Un fin de semana, casi obligado por un amigo, acude a un retiro universitario. Escucha una frase que le descoloca:

“No eres libre por poder hacer lo que quieras,
sino por ser capaz de hacer el bien que sabes que debes hacer”.

Al principio reacciona por dentro: “qué discurso de cura antiguo”. Pero por la noche, en la habitación, se ve a sí mismo pegado al móvil, sin poder soltarlo, y la frase vuelve. Se sincera: hay hábitos (lujuria, pereza, huida constante) que no deja “cuando quiere”. Algo manda por él.

Tarda semanas en dar el paso de hablar con un sacerdote. Cuando lo hace, no trae una lista “de pecados de castidad”; trae su historia:

  • la dificultad para estar solo,
  • el miedo a decepcionar a los amigos,
  • el cansancio de prometerse cambios que nunca llegan.

El confesor le propone un camino realista:

  • límites concretos al uso de pantalla,
  • un día a la semana sin porno ni redes como “test” de libertad,
  • horario posible de estudio y descanso,
  • Eucaristía dominical bien vivida,
  • un cuarto de hora de oración diaria, con el Evangelio, dejando que Cristo le mire.

No hay magia: Lucas recae, se enfada consigo mismo, incluso abandona un tiempo los propósitos. Pero ahora sabe que no todo es “libertad”: ha reconocido cadenas. Y experimenta algo nuevo: los días en que, con la gracia, ordena su tiempo y su cuerpo, duerme mejor y puede mirarse al espejo con algo de paz.

Lucas no ha “perdido” libertad por poner límites; ha empezado a ganarla. Ha descubierto que el Espíritu no le roba gusto de vivir, sino que le enseña a disfrutar de las cosas sin ser devorado por ellas.

Este caso muestra que emotivismo, lujuria y pereza no son solo “pecados sueltos”, sino un estilo de vida heterónomo, donde la libertad real se encoge.

La propuesta cristiana no es dejar de sentir, sino discernir. El criterio no es: “¿lo siento?”, sino:

  • “¿Es verdadero?”,
  • “¿Es bueno para mí y para los demás?”,
  • “¿Me abre o me cierra al amor de Dios?”.

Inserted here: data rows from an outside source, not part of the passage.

// Copyright The AgentSmith-Hub Authors
// SPDX-License-Identifier: Apache-2.0

use crate::{CoordinationStore, StoreError};
use async_trait::async_trait;
use parking_lot::Mutex;
use std::collections::HashMap;
use std::time::{Duration, Instant};
use tokio::sync::mpsc::{self, UnboundedSender};

struct Entry {
    value: String,
    expires_at: Option<Instant>,
}

impl Entry {
    fn live(&self) -> bool {
        self.expires_at.is_none_or(|deadline| deadline > Instant::now())
    }
}

#[derive(Default)]
struct Inner {
    kv: HashMap<String, Entry>,
    lists: HashMap<String, (Vec<String>, Option<Instant>)>,
    subscribers: HashMap<String, Vec<UnboundedSender<String>>>,
}

/// In-process [`CoordinationStore`] double. Used by tests and by single-node (non-clustered)
/// runs where standing up Redis is unnecessary overhead.
#[derive(Default)]
pub struct MemoryStore {
    inner: Mutex<Inner>,
}

impl MemoryStore {
    /// Builds an empty store.
    #[must_use]
    pub fn new() -> Self {
        Self::default()
    }
}

#[async_trait]
impl CoordinationStore for MemoryStore {
    async fn set(&self, key: &str, value: &str, ttl: Option<Duration>) -> Result<(), StoreError> {
        self.inner.lock().kv.insert(
            key.to_string(),
            Entry {
                value: value.to_string(),
                expires_at: ttl.map(|d| Instant::now() + d),
            },
        );
        Ok(())
    }

    async fn get(&self, key: &str) -> Result<Option<String>, StoreError> {
        let inner = self.inner.lock();
        Ok(inner.kv.get(key).filter(|e| e.live()).map(|e| e.value.clone()))
    }

    async fn del(&self, key: &str) -> Result<(), StoreError> {
        self.inner.lock().kv.remove(key);
        Ok(())
    }

    async fn lpush_trim(&self, key: &str, value: &str, cap: usize, ttl: Option<Duration>) -> Result<(), StoreError> {
        let mut inner = self.inner.lock();
        let entry = inner.lists.entry(key.to_string()).or_default();
        entry.0.insert(0, value.to_string());
        entry.0.truncate(cap);
        if let Some(d) = ttl {
            entry.1 = Some(Instant::now() + d);
        }
        Ok(())
    }

    async fn lrange(&self, key: &str, start: isize, stop: isize) -> Result<Vec<String>, StoreError> {
        let inner = self.inner.lock();
        let Some((values, expires_at)) = inner.lists.get(key) else {
            return Ok(Vec::new());
        };
        if expires_at.is_some_and(|d| d <= Instant::now()) {
            return Ok(Vec::new());
        }
        let len = values.len() as isize;
        let norm = |i: isize| -> isize {
            if i < 0 {
                (len + i).max(0)
            } else {
                i.min(len - 1).max(0)
            }
        };
        if len == 0 {
            return Ok(Vec::new());
        }
        let lo = norm(start);
        let hi = norm(stop);
        if lo > hi {
            return Ok(Vec::new());
        }
        Ok(values[lo as usize..=hi as usize].to_vec())
    }

    async fn expire(&self, key: &str, ttl: Duration) -> Result<(), StoreError> {
        let mut inner = self.inner.lock();
        let deadline = Instant::now() + ttl;
        if let Some(e) = inner.kv.get_mut(key) {
            e.expires_at = Some(deadline);
        }
        if let Some(l) = inner.lists.get_mut(key) {
            l.1 = Some(deadline);
        }
        Ok(())
    }

    async fn keys(&self, pattern: &str) -> Result<Vec<String>, StoreError> {
        let prefix = pattern.trim_end_matches('*');
        let inner = self.inner.lock();
        let mut out: Vec<String> = inner
            .kv
            .keys()
            .filter(|k| k.starts_with(prefix))
            .chain(inner.lists.keys().filter(|k| k.starts_with(prefix)))
            .cloned()
            .collect();
        out.sort();
        out.dedup();
        Ok(out)
    }

    async fn publish(&self, channel: &str, payload: &str) -> Result<(), StoreError> {
        let mut inner = self.inner.lock();
        if let Some(subs) = inner.subscribers.get_mut(channel) {
            subs.retain(|tx| tx.send(payload.to_string()).is_ok());
        }
        Ok(())
    }

    async fn subscribe(&self, channel: &str) -> Result<mpsc::UnboundedReceiver<String>, StoreError> {
        let (tx, rx) = mpsc::unbounded_channel();
        self.inner.lock().subscribers.entry(channel.to_string()).or_default().push(tx);
        Ok(rx)
    }
}

#[cfg(test)]
mod tests {
    use super::*;

    #[tokio::test]
    async fn lpush_trim_caps_list_length() {
        let store = MemoryStore::new();
        for i in 0..5 {
            store.lpush_trim("k", &i.to_string(), 3, None).await.unwrap();
        }
        let all = store.lrange("k", 0, -1).await.unwrap();
        assert_eq!(all, vec!["4", "3", "2"]);
    }

    #[tokio::test]
    async fn publish_reaches_subscriber() {
        let store = MemoryStore::new();
        let mut rx = store.subscribe("ch").await.unwrap();
        store.publish("ch", "hello").await.unwrap();
        assert_eq!(rx.recv().await, Some("hello".to_string()));
    }

    #[tokio::test]
    async fn get_after_ttl_expiry_returns_none() {
        let store = MemoryStore::new();
        store.set("k", "v", Some(Duration::from_millis(5))).await.unwrap();
        tokio::time::sleep(Duration::from_millis(20)).await;
        assert_eq!(store.get("k").await.unwrap(), None);
    }
}
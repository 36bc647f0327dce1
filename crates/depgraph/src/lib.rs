// Copyright The AgentSmith-Hub Authors
// SPDX-License-Identifier: Apache-2.0

//! The Dependency Index (spec §4.3): reverse edges from `(kind, id)` to the set of project ids
//! whose dataflow references them, rebuilt from the Config Store's parsed dataflows rather than
//! maintained incrementally by every writer.

use cplane_catalog::Catalog;
use cplane_core::{ComponentKey, ComponentKind};
use parking_lot::RwLock;
use std::collections::{HashMap, HashSet};
use std::sync::Arc;

/// Reverse index of which projects reference a given non-project component.
///
/// Rebuilt wholesale from a [`Catalog`] snapshot rather than updated edge-by-edge: project
/// dataflows are small and rewrites are infrequent, so a full rebuild after every project write
/// is simpler than threading incremental edge maintenance through every call site that mutates a
/// project.
pub struct DepGraph {
    catalog: Arc<Catalog>,
    edges: RwLock<HashMap<ComponentKey, HashSet<String>>>,
}

impl DepGraph {
    /// Builds an index over `catalog`, empty until the first [`DepGraph::rebuild`].
    #[must_use]
    pub fn new(catalog: Arc<Catalog>) -> Self {
        Self {
            catalog,
            edges: RwLock::new(HashMap::new()),
        }
    }

    /// Recomputes every reverse edge from the current set of live projects' parsed dataflows.
    pub fn rebuild(&self) {
        let mut edges: HashMap<ComponentKey, HashSet<String>> = HashMap::new();
        for project in self.catalog.list_all(ComponentKind::Project) {
            let Some(dataflow) = &project.dataflow else {
                continue;
            };
            for reference in dataflow.references() {
                edges.entry(reference.clone()).or_default().insert(project.id.to_string());
            }
        }
        *self.edges.write() = edges;
    }

    /// Every project id (regardless of its current status) whose dataflow references `(kind,
    /// id)`.
    #[must_use]
    pub fn projects_referencing(&self, kind: ComponentKind, id: &str) -> Vec<String> {
        let key = ComponentKey::new(kind, id.to_string());
        self.edges
            .read()
            .get(&key)
            .map(|set| set.iter().cloned().collect())
            .unwrap_or_default()
    }

    /// Counts how many projects referencing `(kind, id)` are currently `Running`, excluding
    /// `excluding` if given. Used to decide whether it is safe to stop a replaced component
    /// during a swap, or whether to tear one down when a project referencing it stops.
    #[must_use]
    pub fn count_running_projects_using(
        &self,
        kind: ComponentKind,
        id: &str,
        excluding: Option<&str>,
    ) -> usize {
        self.projects_referencing(kind, id)
            .into_iter()
            .filter(|project_id| excluding != Some(project_id.as_str()))
            .filter(|project_id| {
                self.catalog
                    .get(ComponentKind::Project, project_id)
                    .is_some_and(|instance| instance.status.is_running())
            })
            .count()
    }
}

#[cfg(test)]
mod tests {
    use super::*;
    use cplane_catalog::ComponentInstance;
    use cplane_core::ComponentStatus;

    fn setup() -> (tempfile::TempDir, Arc<Catalog>) {
        let dir = tempfile::tempdir().unwrap();
        for kind in ComponentKind::APPLY_ORDER {
            std::fs::create_dir_all(dir.path().join(kind.dir_name())).unwrap();
        }
        (dir, Arc::new(Catalog::new(dir.path())))
    }

    #[test]
    fn rebuild_indexes_project_dataflow_references() {
        let (_dir, catalog) = setup();
        catalog
            .set(ComponentKind::Project, {
                let mut i = ComponentInstance::new("p1", "INPUT.i1 -> RULESET.r1 -> OUTPUT.o1");
                i.dataflow = Some(cplane_core::Dataflow::parse("p1", &i.raw).unwrap());
                i
            })
            .unwrap();

        let graph = DepGraph::new(catalog);
        graph.rebuild();

        assert_eq!(graph.projects_referencing(ComponentKind::Input, "i1"), vec!["p1"]);
        assert_eq!(graph.projects_referencing(ComponentKind::Output, "o2"), Vec::<String>::new());
    }

    #[test]
    fn count_running_excludes_named_project_and_stopped_projects() {
        let (_dir, catalog) = setup();
        let mut p1 = ComponentInstance::new("p1", "INPUT.i1 -> RULESET.r1 -> OUTPUT.o1");
        p1.dataflow = Some(cplane_core::Dataflow::parse("p1", &p1.raw).unwrap());
        p1.status = ComponentStatus::Running;
        catalog.set(ComponentKind::Project, p1).unwrap();

        let mut p2 = ComponentInstance::new("p2", "INPUT.i1 -> RULESET.r2 -> OUTPUT.o2");
        p2.dataflow = Some(cplane_core::Dataflow::parse("p2", &p2.raw).unwrap());
        p2.status = ComponentStatus::Stopped;
        catalog.set(ComponentKind::Project, p2).unwrap();

        let graph = DepGraph::new(catalog);
        graph.rebuild();

        assert_eq!(graph.count_running_projects_using(ComponentKind::Input, "i1", None), 1);
        assert_eq!(
            graph.count_running_projects_using(ComponentKind::Input, "i1", Some("p1")),
            0
        );
    }
}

La libertad madura pasa por una reeducación de la afectividad, no por su absolutización.

5.2. Individualismo autosuficiente: “no necesito a nadie”

Otra tentación es concebir la libertad como independencia absoluta: no depender, no rendir cuentas, no explicarse ante nadie.

La antropología cristiana lo considera una ficción peligrosa:

  • la persona es constitutivamente relacional: hijo, hermano, miembro de un pueblo;
  • incluso su relación con Dios es filial, no servil: “ya no sois esclavos, sino hijos” (cf. Ga 4,7).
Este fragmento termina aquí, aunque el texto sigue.